■ Work task
Copy each line of the entries that contains the word "hasher".

■ Records shown
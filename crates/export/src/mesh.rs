//! Tessellation and material split of host meshes.

use std::collections::BTreeMap;
use std::fmt;

use glam::Vec3;
use luxport_common::ParamSet;
use luxport_context::PlyMesh;
use luxport_scene::{Face, MeshData, ObjectData};
use sha2::{Digest, Sha256};

/// Triangle corners for a polygon of `n` vertices, fanned from corner 0.
pub fn fan_triangles(n: usize) -> impl Iterator<Item = [usize; 3]> {
    (1..n.saturating_sub(1)).map(|i| [0, i, i + 1])
}

/// SHA-256 of a partition's geometry arrays.
#[derive(Clone, Copy, PartialEq, Eq, Hash)]
pub struct GeometryDigest(pub [u8; 32]);

impl fmt::Display for GeometryDigest {
    fn fmt(&self, f: &mut fmt::Formatter<'_>) -> fmt::Result {
        for b in &self.0 {
            write!(f, "{b:02x}")?;
        }
        Ok(())
    }
}

impl fmt::Debug for GeometryDigest {
    fn fmt(&self, f: &mut fmt::Formatter<'_>) -> fmt::Result {
        write!(f, "GeometryDigest({self})")
    }
}

/// Flat per-corner arrays for the faces of one material slot.
#[derive(Debug, Clone, Default, PartialEq)]
pub struct MeshPartition {
    pub slot: usize,
    pub points: Vec<f32>,
    pub normals: Vec<f32>,
    pub uvs: Vec<f32>,
    pub indices: Vec<i32>,
}

impl MeshPartition {
    fn new(slot: usize) -> Self {
        Self {
            slot,
            ..Self::default()
        }
    }

    pub fn vertex_count(&self) -> usize {
        self.points.len() / 3
    }

    pub fn triangle_count(&self) -> usize {
        self.indices.len() / 3
    }

    pub fn is_empty(&self) -> bool {
        self.vertex_count() == 0 || self.triangle_count() == 0
    }

    pub fn as_ply(&self) -> PlyMesh<'_> {
        PlyMesh {
            points: &self.points,
            normals: &self.normals,
            uvs: &self.uvs,
            indices: &self.indices,
        }
    }

    /// Parameters of a native `trianglemesh` shape.
    pub fn native_params(&self) -> ParamSet {
        let params = ParamSet::new()
            .add_integers("indices", self.indices.clone())
            .add_points("P", self.points.clone())
            .add_normals("N", self.normals.clone());
        if self.uvs.is_empty() {
            params
        } else {
            params.add_floats("uv", self.uvs.clone())
        }
    }

    pub fn fingerprint(&self) -> GeometryDigest {
        let mut hasher = Sha256::new();
        for v in self.points.iter().chain(&self.normals).chain(&self.uvs) {
            hasher.update(v.to_le_bytes());
        }
        for i in &self.indices {
            hasher.update(i.to_le_bytes());
        }
        let result = hasher.finalize();
        let mut bytes = [0u8; 32];
        bytes.copy_from_slice(&result[..]);
        GeometryDigest(bytes)
    }

    fn push_corner(&mut self, p: Vec3, n: Vec3, uv: Option<[f32; 2]>) -> i32 {
        let index = self.vertex_count() as i32;
        self.points.extend_from_slice(&p.to_array());
        self.normals.extend_from_slice(&n.to_array());
        if let Some(uv) = uv {
            self.uvs.extend_from_slice(&uv);
        }
        index
    }

    /// Append one polygon. Corners are shared only inside a smooth face, and
    /// only when both position index and UV match.
    fn push_face(&mut self, mesh: &MeshData, face: &Face, has_uv: bool) {
        let positions: Vec<Vec3> = face
            .vertices
            .iter()
            .map(|&v| mesh.vertices[v as usize])
            .collect();
        let flat = face_normal(&positions);
        let corner_uv = |c: usize| has_uv.then(|| face.uvs.get(c).copied().unwrap_or([0.0, 0.0]));

        let mut local = Vec::with_capacity(positions.len());
        if face.smooth {
            let mut seen: Vec<(u32, Option<[u32; 2]>, i32)> = Vec::new();
            for (c, &v) in face.vertices.iter().enumerate() {
                let uv = corner_uv(c);
                let key = uv.map(|[s, t]| [s.to_bits(), t.to_bits()]);
                if let Some(&(_, _, index)) = seen.iter().find(|(sv, sk, _)| *sv == v && *sk == key)
                {
                    local.push(index);
                    continue;
                }
                let normal = mesh.normals.get(v as usize).copied().unwrap_or(flat);
                let index = self.push_corner(positions[c], normal, uv);
                seen.push((v, key, index));
                local.push(index);
            }
        } else {
            for (c, p) in positions.iter().enumerate() {
                local.push(self.push_corner(*p, flat, corner_uv(c)));
            }
        }

        for [a, b, c] in fan_triangles(local.len()) {
            self.indices.extend_from_slice(&[local[a], local[b], local[c]]);
        }
    }
}

/// Newell normal of a polygon; zero for degenerate input.
fn face_normal(points: &[Vec3]) -> Vec3 {
    let mut n = Vec3::ZERO;
    for (i, p) in points.iter().enumerate() {
        let q = points[(i + 1) % points.len()];
        n.x += (p.y - q.y) * (p.z + q.z);
        n.y += (p.z - q.z) * (p.x + q.x);
        n.z += (p.x - q.x) * (p.y + q.y);
    }
    n.normalize_or_zero()
}

/// Partition a tessellated mesh by material slot.
///
/// Face material indices past the last slot are clamped to it. An object
/// with no slots gets a single implicit slot 0. Faces with fewer than three
/// vertices or out-of-range vertex indices are dropped. Partitions are
/// returned in ascending slot order.
pub fn split_by_material(mesh: &MeshData, slot_count: usize) -> Vec<MeshPartition> {
    let has_uv = mesh.faces.iter().any(|f| !f.uvs.is_empty());
    let last_slot = slot_count.saturating_sub(1);
    let mut parts: BTreeMap<usize, MeshPartition> = BTreeMap::new();

    for face in &mesh.faces {
        if face.vertices.len() < 3
            || face
                .vertices
                .iter()
                .any(|&v| v as usize >= mesh.vertices.len())
        {
            continue;
        }
        let slot = face.material_index.min(last_slot);
        parts
            .entry(slot)
            .or_insert_with(|| MeshPartition::new(slot))
            .push_face(mesh, face, has_uv);
    }

    parts.into_values().collect()
}

/// Escape the characters used as separators in identities and definition
/// names, so that distinct inputs never produce the same name.
fn escape_component(name: &str) -> String {
    let mut out = String::with_capacity(name.len());
    for c in name.chars() {
        match c {
            '%' => out.push_str("%25"),
            '#' => out.push_str("%23"),
            '-' => out.push_str("%2D"),
            '@' => out.push_str("%40"),
            c => out.push(c),
        }
    }
    out
}

/// Identity of the geometry an object renders.
///
/// Objects with render-time modifiers get an object-scoped identity so their
/// tessellation is never shared with another user of the same base mesh.
pub fn mesh_identity(object: &ObjectData) -> String {
    let data = object.data.as_deref().unwrap_or(object.name.as_str());
    if object.has_render_modifiers() {
        format!("{}@{}", escape_component(object.name.as_str()), escape_component(data))
    } else {
        escape_component(data)
    }
}

/// Identity of the `index`-th portal definition built from `object`.
pub fn portal_identity(object: &ObjectData, index: usize) -> String {
    format!("{}#portal{index}", escape_component(object.name.as_str()))
}

/// Definition name for one material slot of a mesh.
///
/// `identity` comes from [`mesh_identity`] or [`portal_identity`] and holds
/// no bare `-`. A slot without a material is written as `%none`, which no
/// escaped material name can produce.
pub fn definition_name(identity: &str, material: Option<&str>, slot: usize) -> String {
    let material = material.map_or_else(|| "%none".to_string(), escape_component);
    format!("{identity}-{material}_m{slot:03}")
}

/// A named primitive definition built from one mesh partition.
#[derive(Debug, Clone, PartialEq)]
pub struct MeshDefinition {
    pub name: String,
    /// Mesh identity the definition was built from.
    pub mesh: String,
    pub slot: usize,
    pub material: Option<String>,
    /// Renderer shape type: `trianglemesh`, `plymesh` or `loopsubdiv`.
    pub shape: String,
    pub params: ParamSet,
    pub portal: bool,
    pub digest: GeometryDigest,
}

#[cfg(test)]
mod tests {
    use super::*;
    use luxport_common::ParamValue;

    #[test]
    fn quad_fans_into_two_triangles() {
        let tris: Vec<_> = fan_triangles(4).collect();
        assert_eq!(tris, vec![[0, 1, 2], [0, 2, 3]]);
        assert_eq!(fan_triangles(2).count(), 0);
        assert_eq!(fan_triangles(5).count(), 3);
    }

    #[test]
    fn flat_quad_gets_face_normal_per_corner() {
        let parts = split_by_material(&MeshData::quad("Plane"), 0);
        assert_eq!(parts.len(), 1);
        let part = &parts[0];
        assert_eq!(part.slot, 0);
        assert_eq!(part.vertex_count(), 4);
        assert_eq!(part.indices, vec![0, 1, 2, 0, 2, 3]);
        for n in part.normals.chunks(3) {
            assert_eq!(n, &[0.0, 0.0, 1.0]);
        }
        assert!(part.uvs.is_empty());
    }

    #[test]
    fn cube_splits_by_slot() {
        let cube = MeshData::cube("Cube");
        let parts = split_by_material(&cube, 2);
        assert_eq!(parts.len(), 2);
        assert_eq!(parts[0].triangle_count(), 6);
        assert_eq!(parts[1].triangle_count(), 6);
        // Flat faces never share corners.
        assert_eq!(parts[0].vertex_count(), 12);
    }

    #[test]
    fn out_of_range_slot_clamps_to_last() {
        let cube = MeshData::cube("Cube");
        let parts = split_by_material(&cube, 1);
        assert_eq!(parts.len(), 1);
        assert_eq!(parts[0].triangle_count(), 12);
    }

    #[test]
    fn smooth_face_uses_vertex_normals_and_uvs() {
        let mut mesh = MeshData::quad("Plane");
        mesh.normals = vec![Vec3::X; 4];
        mesh.faces = vec![Face {
            uvs: vec![[0.0, 0.0], [1.0, 0.0], [1.0, 1.0], [0.0, 1.0]],
            ..Face::new(&[0, 1, 2, 3]).smooth()
        }];
        let part = &split_by_material(&mesh, 0)[0];
        assert_eq!(part.normals[..3], [1.0, 0.0, 0.0]);
        assert_eq!(part.uvs.len(), 8);
        assert!(matches!(part.native_params().get("uv"), Some(ParamValue::Float(v)) if v.len() == 8));
    }

    #[test]
    fn smooth_face_reuses_repeated_corner() {
        let mut mesh = MeshData::quad("Plane");
        mesh.faces = vec![Face::new(&[0, 1, 2, 0]).smooth()];
        let part = &split_by_material(&mesh, 0)[0];
        assert_eq!(part.vertex_count(), 3);
        assert_eq!(part.indices, vec![0, 1, 2, 0, 2, 0]);
    }

    #[test]
    fn degenerate_faces_are_dropped() {
        let mut mesh = MeshData::quad("Plane");
        mesh.faces = vec![Face::new(&[0, 1]), Face::new(&[0, 1, 9])];
        assert!(split_by_material(&mesh, 0).is_empty());
    }

    #[test]
    fn naming_is_stable() {
        let a = definition_name("Cube", Some("Red"), 0);
        assert_eq!(a, definition_name("Cube", Some("Red"), 0));
        assert_eq!(a, "Cube-Red_m000");
        assert_ne!(a, definition_name("Cube", Some("Blue"), 0));
        assert_eq!(definition_name("Cube", None, 2), "Cube-%none_m002");
        assert_ne!(
            definition_name("Cube", None, 0),
            definition_name("Cube", Some("default"), 0)
        );
    }

    #[test]
    fn separators_in_names_do_not_collide() {
        let cube = ObjectData::mesh("A", "Cube");
        let cube_red = ObjectData::mesh("B", "Cube-Red");
        let a = definition_name(&mesh_identity(&cube), Some("Red-Glass"), 0);
        let b = definition_name(&mesh_identity(&cube_red), Some("Glass"), 0);
        assert_ne!(a, b);
        assert_eq!(a, "Cube-Red%2DGlass_m000");

        let modified = ObjectData::mesh("X", "portal0").with_modifier("Bevel", "bevel");
        let named_like_modified = ObjectData::mesh("Y", "X@portal0");
        let portal = ObjectData::mesh("X", "Window");
        let ids = [
            mesh_identity(&modified),
            mesh_identity(&named_like_modified),
            portal_identity(&portal, 0),
        ];
        assert_ne!(ids[0], ids[1]);
        assert_ne!(ids[0], ids[2]);
        assert_ne!(ids[1], ids[2]);
    }

    #[test]
    fn modified_objects_get_own_identity() {
        let plain = ObjectData::mesh("A", "Cube");
        assert_eq!(mesh_identity(&plain), "Cube");
        let modified = ObjectData::mesh("B", "Cube").with_modifier("Bevel", "bevel");
        assert_eq!(mesh_identity(&modified), "B@Cube");
    }

    #[test]
    fn fingerprint_tracks_geometry() {
        let a = split_by_material(&MeshData::quad("A"), 0).remove(0);
        let b = split_by_material(&MeshData::quad("B"), 0).remove(0);
        assert_eq!(a.fingerprint(), b.fingerprint());
        let mut c = b.clone();
        c.points[0] = 5.0;
        assert_ne!(a.fingerprint(), c.fingerprint());
        assert_eq!(a.fingerprint().to_string().len(), 64);
    }
}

■ Exercise answer
        let mut hasher = Sha256::new();
            hasher.update(v.to_le_bytes());
            hasher.update(i.to_le_bytes());
        let result = hasher.finalize();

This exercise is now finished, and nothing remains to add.